Gak mau kalah, “Oh… ibu ngajar di kelas X3? Hati-hati loh bu… anaknya bandel-bandel. Susah di atur,” balas guru yang lain, yang juga mengajar di kelas gue yang dulu.

Kami semua juga terancam gak naik kelas karena kelas kami selalu membuat masalah saat proses belajar-mengajar di sekolah tengah berlangsung. Belum selesai permasalahan ini, timbul lagi permasalahan baru. Persoalan yang kami hadapi seolah tiada henti-hentinya menerpa.

Salah satu masalah terpanjang yang pernah kami alamin adalah ketika seorang guru gak mau mengajar di kelas kami.

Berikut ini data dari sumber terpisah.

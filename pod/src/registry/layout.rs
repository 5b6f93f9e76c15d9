//! Storage layout under the pod root

use std::path::PathBuf;

use crate::errors::PodError;
use crate::filesys::dir::Dir;
use crate::filesys::file::File;

/// Where pod keeps work trees, bare repositories and logs
#[derive(Debug, Clone)]
pub struct StorageLayout {
    /// Absolute pod root
    pub root: PathBuf,
}

impl StorageLayout {
    /// Create a layout, making `root` absolute
    pub fn new(root: impl Into<PathBuf>) -> Self {
        let root = root.into();
        let root = std::fs::canonicalize(&root)
            .or_else(|_| std::path::absolute(&root))
            .unwrap_or(root);
        Self { root }
    }

    /// Work trees, one per app
    pub fn apps_dir(&self) -> Dir {
        Dir::new(self.root.join("apps"))
    }

    /// Bare repositories of local apps
    pub fn repos_dir(&self) -> Dir {
        Dir::new(self.root.join("repos"))
    }

    /// Supervisor and server logs
    pub fn logs_dir(&self) -> Dir {
        Dir::new(self.root.join("logs"))
    }

    /// Transient rendered deploy scripts
    pub fn hooks_dir(&self) -> Dir {
        Dir::new(self.root.join(".hooks"))
    }

    pub fn work_tree(&self, app: &str) -> Dir {
        self.apps_dir().subdir(app)
    }

    pub fn bare_repo(&self, app: &str) -> Dir {
        self.repos_dir().subdir(&bare_repo_name(app))
    }

    pub fn post_receive_hook(&self, app: &str) -> File {
        self.bare_repo(app).subdir("hooks").file("post-receive")
    }

    /// Server log written by `pod serve`
    pub fn server_log(&self) -> PathBuf {
        self.logs_dir().path().join("pod.log")
    }

    /// Create the root directories
    pub async fn setup(&self) -> Result<(), PodError> {
        self.apps_dir().create().await?;
        self.repos_dir().create().await?;
        self.logs_dir().create().await?;
        Ok(())
    }
}

/// Directory name of an app's bare repository
pub fn bare_repo_name(app: &str) -> String {
    format!("{}.git", app)
}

Masalahnya bermula ketika kami memberikan sebuah julukan pada guru itu. Sudah menjadi hal yang biasa ketika murid-murid memberikan julukan pada tiap guru yang mengajar di kelas.

Awalnya kami sekelas enjoy-enjoy aja. Namun ada salah seorang murid di kelas yang ternyata memberitahukan hal itu pada guru yang bersangkutan. Alhasil guru itu gak mau ngajar di kelas kami selama hampir satu semester. Gile, lama banget kan? Ya jelas lah… lama banget. Dan saat itu yang kami takutkan adalah bagaimana nilai mata pelajaran tersebut di dalam raport kami. Sementara mata pelajaran tersebut masuk dalam mata pelajaran yang cukup penting.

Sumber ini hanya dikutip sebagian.